Peu soucieuse de sa silhouette qu'une gourmandise effrénée rend "épaisse comme de la pâte à crêpes", elle virevolte en godillots et jupes courtes, suce son pouce, joue comme une enfant dans sa baignoire, vit en baby doll une sexualité débridée ("Je m'amuse ! J'ai un corps, c'est pour m'en servir !"). Elle a transformé une cabane en capharnaüm d'objets fétiches, planté des jambes de poupées dans la forêt, doigts de pied en l'air.
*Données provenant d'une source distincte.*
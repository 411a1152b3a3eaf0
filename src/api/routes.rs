use std::convert::Infallible;
use std::sync::Arc;

use warp::http::StatusCode;
use warp::{Filter, Reply};

use super::websocket;
use crate::classroom::{ClassroomHandle, ResourceNotice, SlideProgress, SlideSetProduced};
use crate::config::ClassroomConfig;
use crate::directory::UserDirectory;
use crate::error::ClassroomError;

const MAX_BODY_BYTES: u64 = 4 * 1024 * 1024;

/// Every classroom endpoint, WebSocket and HTTP.
pub fn routes(
    classroom: ClassroomHandle,
    directory: Arc<dyn UserDirectory>,
    config: ClassroomConfig,
) -> impl Filter<Extract = impl warp::Reply, Error = warp::Rejection> + Clone {
    classroom_websocket_route(classroom.clone(), directory)
        .or(classroom_health_check())
        .or(classroom_config_endpoint(config))
        .or(classroom_state_endpoint(classroom.clone()))
        .or(slide_progress_endpoint(classroom.clone()))
        .or(slide_set_endpoint(classroom.clone()))
        .or(resource_notice_endpoint(classroom))
}

pub fn classroom_websocket_route(
    classroom: ClassroomHandle,
    directory: Arc<dyn UserDirectory>,
) -> impl Filter<Extract = impl warp::Reply, Error = warp::Rejection> + Clone {
    warp::path("classroom")
        .and(warp::path::end())
        .and(warp::ws())
        .and(with_classroom(classroom))
        .and(with_directory(directory))
        .map(
            |ws: warp::ws::Ws, classroom: ClassroomHandle, directory: Arc<dyn UserDirectory>| {
                ws.on_upgrade(move |websocket| {
                    websocket::handle_classroom_websocket(websocket, classroom, directory)
                })
            },
        )
}

pub fn classroom_health_check(
) -> impl Filter<Extract = impl warp::Reply, Error = warp::Rejection> + Clone {
    warp::path!("classroom" / "health")
        .and(warp::get())
        .map(|| {
            warp::reply::json(&serde_json::json!({
                "status": "healthy",
                "service": "Classroom Server",
                "version": env!("CARGO_PKG_VERSION")
            }))
        })
}

pub fn classroom_config_endpoint(
    config: ClassroomConfig,
) -> impl Filter<Extract = impl warp::Reply, Error = warp::Rejection> + Clone {
    warp::path!("classroom" / "config")
        .and(warp::get())
        .map(move || {
            warp::reply::json(&serde_json::json!({
                "stunServerUrl": config.stun_server_url,
                "maxMessageLength": config.max_message_length
            }))
        })
}

pub fn classroom_state_endpoint(
    classroom: ClassroomHandle,
) -> impl Filter<Extract = impl warp::Reply, Error = warp::Rejection> + Clone {
    warp::path!("classroom" / "state")
        .and(warp::get())
        .and(with_classroom(classroom))
        .and_then(current_state)
}

/// Slide producer hand-off of a finished deck.
pub fn slide_set_endpoint(
    classroom: ClassroomHandle,
) -> impl Filter<Extract = impl warp::Reply, Error = warp::Rejection> + Clone {
    warp::path!("classroom" / "slides")
        .and(warp::post())
        .and(warp::body::content_length_limit(MAX_BODY_BYTES))
        .and(warp::body::json())
        .and(with_classroom(classroom))
        .and_then(apply_slide_set)
}

pub fn slide_progress_endpoint(
    classroom: ClassroomHandle,
) -> impl Filter<Extract = impl warp::Reply, Error = warp::Rejection> + Clone {
    warp::path!("classroom" / "slides" / "progress")
        .and(warp::post())
        .and(warp::body::content_length_limit(MAX_BODY_BYTES))
        .and(warp::body::json())
        .and(with_classroom(classroom))
        .and_then(relay_slide_progress)
}

pub fn resource_notice_endpoint(
    classroom: ClassroomHandle,
) -> impl Filter<Extract = impl warp::Reply, Error = warp::Rejection> + Clone {
    warp::path!("classroom" / "resources")
        .and(warp::post())
        .and(warp::body::content_length_limit(MAX_BODY_BYTES))
        .and(warp::body::json())
        .and(with_classroom(classroom))
        .and_then(relay_resource_notice)
}

async fn current_state(classroom: ClassroomHandle) -> Result<warp::reply::Response, Infallible> {
    Ok(match classroom.snapshot().await {
        Ok(state) => warp::reply::json(&state).into_response(),
        Err(e) => error_reply(&e),
    })
}

async fn apply_slide_set(
    produced: SlideSetProduced,
    classroom: ClassroomHandle,
) -> Result<warp::reply::Response, Infallible> {
    Ok(match classroom.apply_slide_set(produced).await {
        Ok(total_slides) => {
            warp::reply::json(&serde_json::json!({ "totalSlides": total_slides })).into_response()
        }
        Err(e) => error_reply(&e),
    })
}

async fn relay_slide_progress(
    progress: SlideProgress,
    classroom: ClassroomHandle,
) -> Result<warp::reply::Response, Infallible> {
    Ok(match classroom.slide_progress(progress) {
        Ok(()) => accepted(),
        Err(e) => error_reply(&e),
    })
}

async fn relay_resource_notice(
    notice: ResourceNotice,
    classroom: ClassroomHandle,
) -> Result<warp::reply::Response, Infallible> {
    Ok(match classroom.resource_notice(notice) {
        Ok(()) => accepted(),
        Err(e) => error_reply(&e),
    })
}

fn accepted() -> warp::reply::Response {
    warp::reply::with_status(
        warp::reply::json(&serde_json::json!({ "status": "accepted" })),
        StatusCode::ACCEPTED,
    )
    .into_response()
}

fn error_reply(error: &ClassroomError) -> warp::reply::Response {
    let status = match error {
        ClassroomError::EmptySlideSet => StatusCode::UNPROCESSABLE_ENTITY,
        ClassroomError::Internal(_) => StatusCode::SERVICE_UNAVAILABLE,
        _ => StatusCode::BAD_REQUEST,
    };
    tracing::warn!(error = %error, status = %status, "Request rejected");

    warp::reply::with_status(
        warp::reply::json(&serde_json::json!({
            "code": error.code(),
            "message": error.to_string()
        })),
        status,
    )
    .into_response()
}

fn with_classroom(
    classroom: ClassroomHandle,
) -> impl Filter<Extract = (ClassroomHandle,), Error = Infallible> + Clone {
    warp::any().map(move || classroom.clone())
}

fn with_directory(
    directory: Arc<dyn UserDirectory>,
) -> impl Filter<Extract = (Arc<dyn UserDirectory>,), Error = Infallible> + Clone {
    warp::any().map(move || directory.clone())
}

#[cfg(test)]
mod tests {
    use super::*;
    use crate::classroom::CommandProcessor;
    use crate::directory::OpenUserDirectory;
    use serde_json::{json, Value};

    fn test_routes() -> (
        ClassroomHandle,
        impl Filter<Extract = impl warp::Reply, Error = warp::Rejection> + Clone,
    ) {
        let classroom = ClassroomHandle::spawn(CommandProcessor::default());
        let routes = routes(
            classroom.clone(),
            Arc::new(OpenUserDirectory),
            ClassroomConfig::default(),
        );
        (classroom, routes)
    }

    async fn recv_json(client: &mut warp::test::WsClient) -> Value {
        let message = client.recv().await.expect("websocket closed");
        serde_json::from_str(message.to_str().expect("text frame")).unwrap()
    }

    async fn recv_type(client: &mut warp::test::WsClient, kind: &str) -> Value {
        loop {
            let value = recv_json(client).await;
            if value["type"] == kind {
                return value;
            }
        }
    }

    async fn join(client: &mut warp::test::WsClient, username: &str, role: &str) -> Value {
        client
            .send_text(json!({"type": "join", "username": username, "role": role}).to_string())
            .await;
        let joined = recv_type(client, "classroom-joined").await;
        recv_type(client, "participants-updated").await;
        joined
    }

    fn slide_set(count: usize) -> Value {
        json!({
            "classroomId": "room-1",
            "slides": (0..count)
                .map(|i| json!({"url": format!("/slides/d/slide-{}.webp", i + 1), "name": format!("slide-{}.webp", i + 1)}))
                .collect::<Vec<_>>()
        })
    }

    #[tokio::test]
    async fn test_health_check() {
        let (_, routes) = test_routes();
        let resp = warp::test::request()
            .method("GET")
            .path("/classroom/health")
            .reply(&routes)
            .await;

        assert_eq!(resp.status(), 200);
        let body: Value = serde_json::from_slice(resp.body()).unwrap();
        assert_eq!(body["status"], "healthy");
        assert_eq!(body["service"], "Classroom Server");
    }

    #[tokio::test]
    async fn test_config_endpoint() {
        let (_, routes) = test_routes();
        let resp = warp::test::request()
            .method("GET")
            .path("/classroom/config")
            .reply(&routes)
            .await;

        let body: Value = serde_json::from_slice(resp.body()).unwrap();
        assert_eq!(body["maxMessageLength"], 500);
        assert!(body["stunServerUrl"].as_str().unwrap().starts_with("stun:"));
    }

    #[tokio::test]
    async fn test_state_endpoint_starts_empty() {
        let (_, routes) = test_routes();
        let resp = warp::test::request()
            .method("GET")
            .path("/classroom/state")
            .reply(&routes)
            .await;

        assert_eq!(resp.status(), 200);
        let body: Value = serde_json::from_slice(resp.body()).unwrap();
        assert_eq!(body["totalSlides"], 0);
        assert_eq!(body["isTeacherPresent"], false);
        assert_eq!(body["whiteboardMode"], "off");
    }

    #[tokio::test]
    async fn test_empty_slide_set_rejected() {
        let (_, routes) = test_routes();
        let resp = warp::test::request()
            .method("POST")
            .path("/classroom/slides")
            .json(&slide_set(0))
            .reply(&routes)
            .await;

        assert_eq!(resp.status(), 422);
        let body: Value = serde_json::from_slice(resp.body()).unwrap();
        assert_eq!(body["code"], "empty-slide-set");
    }

    #[tokio::test]
    async fn test_slide_set_applied_and_broadcast() {
        let (classroom, routes) = test_routes();
        let mut student = warp::test::ws()
            .path("/classroom")
            .handshake(routes.clone())
            .await
            .expect("handshake");
        join(&mut student, "ana", "student").await;

        let resp = warp::test::request()
            .method("POST")
            .path("/classroom/slides")
            .json(&slide_set(3))
            .reply(&routes)
            .await;
        assert_eq!(resp.status(), 200);
        let body: Value = serde_json::from_slice(resp.body()).unwrap();
        assert_eq!(body["totalSlides"], 3);

        let complete = recv_json(&mut student).await;
        assert_eq!(complete["type"], "upload-complete");
        assert_eq!(complete["totalSlides"], 3);
        let state = recv_json(&mut student).await;
        assert_eq!(state["type"], "classroom-state");
        assert_eq!(state["state"]["slideSet"][2]["index"], 2);

        let snapshot = classroom.snapshot().await.unwrap();
        assert_eq!(snapshot.current_slide_index, 0);
        assert_eq!(snapshot.total_slides, 3);
    }

    #[tokio::test]
    async fn test_progress_and_resources_relayed() {
        let (_, routes) = test_routes();
        let mut student = warp::test::ws()
            .path("/classroom")
            .handshake(routes.clone())
            .await
            .expect("handshake");
        join(&mut student, "ana", "student").await;

        let resp = warp::test::request()
            .method("POST")
            .path("/classroom/slides/progress")
            .json(&json!({"type": "total-slides", "classroomId": "room-1", "totalSlides": 4}))
            .reply(&routes)
            .await;
        assert_eq!(resp.status(), 202);
        let progress = recv_json(&mut student).await;
        assert_eq!(progress["type"], "total-slides");
        assert_eq!(progress["totalSlides"], 4);

        let resp = warp::test::request()
            .method("POST")
            .path("/classroom/resources")
            .json(&json!({"type": "resource-added", "resource": {"name": "notes.pdf"}}))
            .reply(&routes)
            .await;
        assert_eq!(resp.status(), 202);
        let added = recv_json(&mut student).await;
        assert_eq!(added["type"], "resource-added");
        assert_eq!(added["resource"]["name"], "notes.pdf");
    }

    #[tokio::test]
    async fn test_student_slide_change_rejected_privately() {
        let (classroom, routes) = test_routes();
        let mut teacher = warp::test::ws()
            .path("/classroom")
            .handshake(routes.clone())
            .await
            .expect("handshake");
        join(&mut teacher, "mlee", "teacher").await;
        let mut student = warp::test::ws()
            .path("/classroom")
            .handshake(routes.clone())
            .await
            .expect("handshake");
        join(&mut student, "ana", "student").await;
        recv_type(&mut teacher, "participants-updated").await;

        student
            .send_text(json!({"type": "change-slide", "index": 1}).to_string())
            .await;
        let rejected = recv_json(&mut student).await;
        assert_eq!(rejected["type"], "command-rejected");
        assert_eq!(rejected["command"], "change-slide");
        assert_eq!(rejected["code"], "unauthorized");

        // teacher's next frame is its own chat, not the rejection
        teacher
            .send_text(json!({"type": "send-message", "text": "hello"}).to_string())
            .await;
        let next = recv_json(&mut teacher).await;
        assert_eq!(next["type"], "new-message");
        assert_eq!(classroom.snapshot().await.unwrap().current_slide_index, 0);
    }

    #[tokio::test]
    async fn test_malformed_frame_rejected() {
        let (_, routes) = test_routes();
        let mut client = warp::test::ws()
            .path("/classroom")
            .handshake(routes)
            .await
            .expect("handshake");

        client
            .send_text(json!({"type": "change-slide", "index": "two"}).to_string())
            .await;
        let rejected = recv_json(&mut client).await;
        assert_eq!(rejected["type"], "command-rejected");
        assert_eq!(rejected["command"], "change-slide");
        assert_eq!(rejected["code"], "invalid-message");

        client.send_text("not json").await;
        let rejected = recv_json(&mut client).await;
        assert_eq!(rejected["code"], "invalid-message");
    }

    #[tokio::test]
    async fn test_command_before_join_rejected() {
        let (_, routes) = test_routes();
        let mut client = warp::test::ws()
            .path("/classroom")
            .handshake(routes)
            .await
            .expect("handshake");

        client
            .send_text(json!({"type": "send-message", "text": "hi"}).to_string())
            .await;
        let rejected = recv_json(&mut client).await;
        assert_eq!(rejected["code"], "not-joined");
    }
}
Elle vit en osmose avec la nature et dit à tout le monde ses quatre vérités.
Ce personnage, dont Fabienne Berthaud exalte la blondeur sauvage et l'arrogance désinhibée, est interprété avec un réjouissant sens de l'inconvenance par Ludivine Sagnier, aux côtés d'une convaincante Diane Kruger dans le rôle de sa soeur Clara, qui lâche boulot et mari pour s'occuper d'elle. Clara est la soeur modèle, celle qui n'a jamais voulu contrarier personne, qui s'est glissée dans un moule. Confrontation de deux déséquilibres, Pieds nus sur les limaces est aussi l'histoire d'une conversion.
Mais la réussite de ce film qui n'est pas sans évoquer les débuts de Jane Campion (Sweetie, Un ange à ma table) tient aussi à sa luminosité, à la dextérité d'une caméra jamais figée, à l'univers esthétique de Lily auquel la plasticienne Valérie Delis a donné un style, une cohérence. Les photographies de Francesca Woodman, Cindy Sherman et Marie Ellen Mark ont servi de référence pour cerner le profil de l'ingérable Lily."